• Provided records:
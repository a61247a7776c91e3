//! Introspection, revocation and userinfo

use std::sync::Arc;

use flowlab_domain::{FlowError, ProviderConfig, Result, TokenKind, UserInfo};
use serde_json::Value;
use tracing::{debug, info, warn};

use super::client_auth::ClientAuthenticator;
use super::{parse_json, reject};
use crate::ports::ProviderTransport;
use crate::session::SessionStore;

/// Token operations against the provider's auxiliary endpoints
#[derive(Clone)]
pub struct TokenOpsClient {
    config: Arc<ProviderConfig>,
    session: SessionStore,
    auth: ClientAuthenticator,
    transport: Arc<dyn ProviderTransport>,
}

impl std::fmt::Debug for TokenOpsClient {
    fn fmt(&self, f: &mut std::fmt::Formatter<'_>) -> std::fmt::Result {
        f.debug_struct("TokenOpsClient").field("config", &self.config).finish_non_exhaustive()
    }
}

impl TokenOpsClient {
    pub fn new(
        config: Arc<ProviderConfig>,
        session: SessionStore,
        transport: Arc<dyn ProviderTransport>,
    ) -> Self {
        let auth = ClientAuthenticator::new(Arc::clone(&config), session.clone());
        Self { config, session, auth, transport }
    }

    fn require_token(&self, kind: TokenKind) -> Result<String> {
        let token = self.session.token(kind)?;
        if token.is_empty() {
            return Err(FlowError::NoToken(kind));
        }
        Ok(token)
    }

    /// Introspect the stored token of the given kind
    ///
    /// Returns the provider's JSON verbatim.
    pub async fn introspect(&self, kind: TokenKind) -> Result<Value> {
        let token = self.require_token(kind)?;
        let credentials = self.auth.credentials()?;

        let mut form = vec![("token".to_string(), token)];
        form.extend(credentials.body);

        debug!(token_kind = %kind, "introspecting token");
        let reply =
            self.transport.post_form(&self.config.introspection_url(), &credentials.headers, &form).await?;
        if !reply.is_success() {
            return Err(reject("introspection", &reply, |status, provider_error| {
                FlowError::Introspection { status, provider_error }
            }));
        }
        parse_json("introspection", &reply)
    }

    /// Revoke the stored token of the given kind
    ///
    /// The local copy is blanked only after the provider confirms; the other
    /// tokens are never touched.
    pub async fn revoke(&self, kind: TokenKind) -> Result<()> {
        let token = self.require_token(kind)?;
        let credentials = self.auth.credentials()?;

        let mut form = vec![
            ("token".to_string(), token),
            ("token_type_hint".to_string(), kind.type_hint().to_string()),
        ];
        form.extend(credentials.body);

        let reply =
            self.transport.post_form(&self.config.revocation_url(), &credentials.headers, &form).await?;
        if !reply.is_success() {
            return Err(reject("revocation", &reply, |status, provider_error| {
                FlowError::Revocation { status, provider_error }
            }));
        }

        self.session.clear_token(kind)?;
        info!(token_kind = %kind, "token revoked");
        Ok(())
    }

    /// Fetch the OIDC userinfo for the stored access token
    pub async fn user_info(&self) -> Result<UserInfo> {
        let token = self.require_token(TokenKind::Access)?;
        let headers = vec![("Authorization".to_string(), format!("Bearer {token}"))];

        let reply = self.transport.get(&self.config.userinfo_url(), &headers).await?;
        if !reply.is_success() {
            warn!(status = reply.status, "userinfo request rejected");
            return Err(FlowError::UserInfo { status: reply.status });
        }
        parse_json("userinfo", &reply)
    }
}

#[cfg(test)]
mod tests {
    use flowlab_common::MemoryStore;
    use flowlab_domain::ClientAuthMethod;
    use serde_json::json;

    use super::*;
    use crate::testing::MockTransport;

    fn client() -> (TokenOpsClient, SessionStore, Arc<MockTransport>) {
        let config = ProviderConfig::new("https://id.example.com", "client", "http://l/cb")
            .with_client_secret("secret");
        let session = SessionStore::new(Arc::new(MemoryStore::new()));
        let transport = Arc::new(MockTransport::new());
        let ops = TokenOpsClient::new(Arc::new(config), session.clone(), transport.clone());
        (ops, session, transport)
    }

    #[tokio::test]
    async fn test_missing_token_fails_before_network() {
        let (ops, _, transport) = client();

        assert_eq!(ops.introspect(TokenKind::Refresh).await.unwrap_err(), FlowError::NoToken(TokenKind::Refresh));
        assert_eq!(ops.revoke(TokenKind::Access).await.unwrap_err(), FlowError::NoToken(TokenKind::Access));
        assert_eq!(ops.user_info().await.unwrap_err(), FlowError::NoToken(TokenKind::Access));
        assert!(transport.requests().is_empty());
    }

    #[tokio::test]
    async fn test_introspect_basic_auth() {
        let (ops, session, transport) = client();
        session.set_access_token("at").unwrap();
        transport.push_json(200, json!({"active": true, "scope": "email profile"}));

        let result = ops.introspect(TokenKind::Access).await.unwrap();

        assert_eq!(result["active"], json!(true));
        let request = transport.last_request().unwrap();
        assert_eq!(request.url, "https://id.example.com/oauth/token_info");
        assert_eq!(request.header("Authorization"), Some("Basic Y2xpZW50OnNlY3JldA=="));
        assert_eq!(request.form, vec![("token".to_string(), "at".to_string())]);
    }

    #[tokio::test]
    async fn test_introspect_post_auth() {
        let (ops, session, transport) = client();
        session.set_refresh_token("rt").unwrap();
        session.set_client_auth_method(ClientAuthMethod::ClientSecretPost).unwrap();
        transport.push_json(200, json!({"active": false}));

        ops.introspect(TokenKind::Refresh).await.unwrap();

        let request = transport.last_request().unwrap();
        assert_eq!(request.header("Authorization"), None);
        assert_eq!(request.form_value("token"), Some("rt"));
        assert_eq!(request.form_value("client_id"), Some("client"));
        assert_eq!(request.form_value("client_secret"), Some("secret"));
    }

    #[tokio::test]
    async fn test_introspect_failure() {
        let (ops, session, transport) = client();
        session.set_access_token("at").unwrap();
        transport.push_json(401, json!({"error": "invalid_client"}));

        let err = ops.introspect(TokenKind::Access).await.unwrap_err();
        assert!(matches!(err, FlowError::Introspection { status: 401, provider_error: Some(_) }));
    }

    #[tokio::test]
    async fn test_revoke_success_clears_only_target() {
        let (ops, session, transport) = client();
        session.set_access_token("at").unwrap();
        session.set_refresh_token("rt").unwrap();
        session.set_id_token("it").unwrap();
        transport.push_reply(200, "");

        ops.revoke(TokenKind::Refresh).await.unwrap();

        let request = transport.last_request().unwrap();
        assert_eq!(request.url, "https://id.example.com/oauth/token/revoke");
        assert_eq!(request.form_value("token_type_hint"), Some("refresh_token"));
        assert_eq!(session.refresh_token().unwrap(), "");
        assert_eq!(session.access_token().unwrap(), "at");
        assert_eq!(session.id_token().unwrap(), "it");
    }

    #[tokio::test]
    async fn test_revoke_failure_keeps_token() {
        let (ops, session, transport) = client();
        session.set_access_token("at").unwrap();
        transport.push_reply(503, "unavailable");

        let err = ops.revoke(TokenKind::Access).await.unwrap_err();

        assert_eq!(err, FlowError::Revocation { status: 503, provider_error: None });
        assert_eq!(session.access_token().unwrap(), "at");
    }

    #[tokio::test]
    async fn test_user_info() {
        let (ops, session, transport) = client();
        session.set_access_token("at").unwrap();
        transport.push_json(200, json!({"sub": "u1", "email": "a@example.com"}));

        let info = ops.user_info().await.unwrap();

        assert_eq!(info.email.as_deref(), Some("a@example.com"));
        let request = transport.last_request().unwrap();
        assert_eq!(request.method, "GET");
        assert_eq!(request.header("Authorization"), Some("Bearer at"));
    }

    #[tokio::test]
    async fn test_user_info_failure() {
        let (ops, session, transport) = client();
        session.set_access_token("expired").unwrap();
        transport.push_reply(401, "");

        assert_eq!(ops.user_info().await.unwrap_err(), FlowError::UserInfo { status: 401 });
    }
}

• Aim of the task:
The answer is to be one number: the count of lines in the entries containing the string "MemoryStore".

• Output for this task:
2